The use of any of these datasets in Adform allows you to easily and accurately find your audience. For example, one type of strategy you could use is to combine 1st party data collected on the advertiser's site through Adform conversion pixels with 3rd party data in order to target users who performed specific actions on the site and/or that have particular attributes (such as gender, age, interests, etc.)
Another effective way to reach a specific audience is via geographic targeting. This strategy will allow you to show your ads only in certain countries or cities where your services and products are currently available. You could leverage different types of geographic targeting with our platform:
a) Geo & Zip code: our DSP allows you to target users by country, regions, cities as well as Zip Codes.
b) Hyperlocal targeting: this feature allows you to target users real-time based on the location detected by their device GPS. Hyperlocal targeting can be used in several ways, for example by inputting latitude and longitude coordinates, one or more physical addresses, or more simply by pinning the exact location on the map found in our platform targeting rules. You can then specify the radius within which the ads will be shown. This approach (called proximity targeting or GEO fencing) is particularly advantageous for advertisers wishing to show their ads to users on mobile devices who are near a store (Drive-to-Store strategy).
In addition, using the Cross-device technology available in our platform, you could track and target the same user even when he is logged on to multiple devices maximizing, therefore, the potential of your display budget.

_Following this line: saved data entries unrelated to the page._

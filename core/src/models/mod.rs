pub mod device;
pub mod job;
mod lenient;
pub mod step;

pub use device::{CameraSettings, DeviceModel, DeviceSettings, SolarTarget};
pub use job::{Command, IdCommand, JobDocument, JobStatus, Process, Schedule, ScheduleError};
pub use step::{CameraSetup, Coordinate, GotoManual, GotoSolar, TimedStep};
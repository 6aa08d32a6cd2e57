use std::process::Command;

fn temp_path(label: &str) -> std::path::PathBuf {
    std::env::temp_dir().join(format!(
        "warmarch-cli-{label}-{}",
        std::time::SystemTime::now()
            .duration_since(std::time::UNIX_EPOCH)
            .unwrap_or_default()
            .as_nanos()
    ))
}

#[test]
fn cli_list_scenarios_writes_output() {
    let exe = env!("CARGO_BIN_EXE_warmarch-tester");
    let output_path = temp_path("list");
    let status = Command::new(exe)
        .args(["--list-scenarios", "--output"])
        .arg(&output_path)
        .status()
        .expect("run cli");
    assert!(status.success());
    let content = std::fs::read_to_string(&output_path).expect("read output");
    assert!(content.contains("Available scenarios"));
    assert!(content.contains("smoke"));
    let _ = std::fs::remove_file(output_path);
}

#[test]
fn cli_runs_smoke_with_json_report() {
    let exe = env!("CARGO_BIN_EXE_warmarch-tester");
    let output_path = temp_path("run");
    let output = Command::new(exe)
        .args([
            "--scenarios",
            "smoke",
            "--iterations",
            "1",
            "--seeds",
            "1",
            "--max-seconds",
            "30",
            "--report",
            "json",
            "--output",
        ])
        .arg(&output_path)
        .output()
        .expect("run cli");
    assert!(output.status.success(), "{output:?}");
    let stdout = String::from_utf8_lossy(&output.stdout);
    assert!(stdout.contains("Warmarch Automated Tester"));

    let content = std::fs::read_to_string(&output_path).expect("read output");
    let report: serde_json::Value = serde_json::from_str(&content).expect("json report");
    assert_eq!(report[0]["scenario_name"], "Smoke Test");
    assert_eq!(report[0]["passed"], true);
    let _ = std::fs::remove_file(output_path);
}

#[test]
fn cli_rejects_unknown_seed_token() {
    let exe = env!("CARGO_BIN_EXE_warmarch-tester");
    let output = Command::new(exe)
        .args(["--seeds", "not-a-seed", "--iterations", "1"])
        .output()
        .expect("run cli");
    assert!(!output.status.success());
    let stderr = String::from_utf8_lossy(&output.stderr);
    assert!(stderr.contains("Unrecognized seed token"));
}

This Data-driven approach uses signals collected by the advertiser and various media partners to dynamically assembled a personalized ad based on the audience, the context and the environment in which it is displayed. Dynamic Ads make storytelling and personalization of advertising messages quick and easy putting an end to the "one size fits all" approach. It also solves a multitude of problems related to the optimization of creative assets while culminating in a substantial improvement of the workflow. For example, users who visited the site will be shown ads with offers related to the product or service they browsed on the site; Users in a certain geographical area will be shown custom ads for that city or region without having the creative agency develop a specific version for each.
Brand safety has been a popular topic in recent months that has prompted all operators, including us in Adform, to develop solutions to protect your Brand Safety.
When it comes to RTB buying, our DSP platforms will not bid on URLs that are considered non-safe. Through the use of whitelists and blacklists, you can activate Brand safety in all or some of your campaigns, while leveraging the technologies of top providers that we integrate with such as DoubleVerify, ADmantX, Grapeshot, IntegralAds, BatchMedia, and comScore.
Last but not least, the work on a Programmatic campaign doesn’t end with the completion of its setup. Monitoring its performance against specific KPIs - defined during the setup phase - has its challenges. Below you can find some suggestions for optimizing your campaigns, to be implemented one at a time, in order to better understand which leads more successfully to the achievements of said KPIs
a) Audience: We have already seen how to target ads on a specific type of users. To increase the likelihood of reaching these audiences, we recommend using bid multipliers which increase the bid on a specific set of users. For example, if the strategy requires increasing sales on mobile devices, using audience-level bid multipliers allows you to raise the bid only when users are connected through their phones.
b) Inventory: we always recommend to regularly monitor the performance of each media so that it can be blacklisted if they struggle to reach certain KPIs such as viewability, CTR or even conversion rate.
c) Dynamic: the use of dynamic creativities requires an effective communication flow is in place between media and creative agencies. This is necessary in order to optimize creatives real-time based on their performance and/or geographic targeting, audiences or conversion data.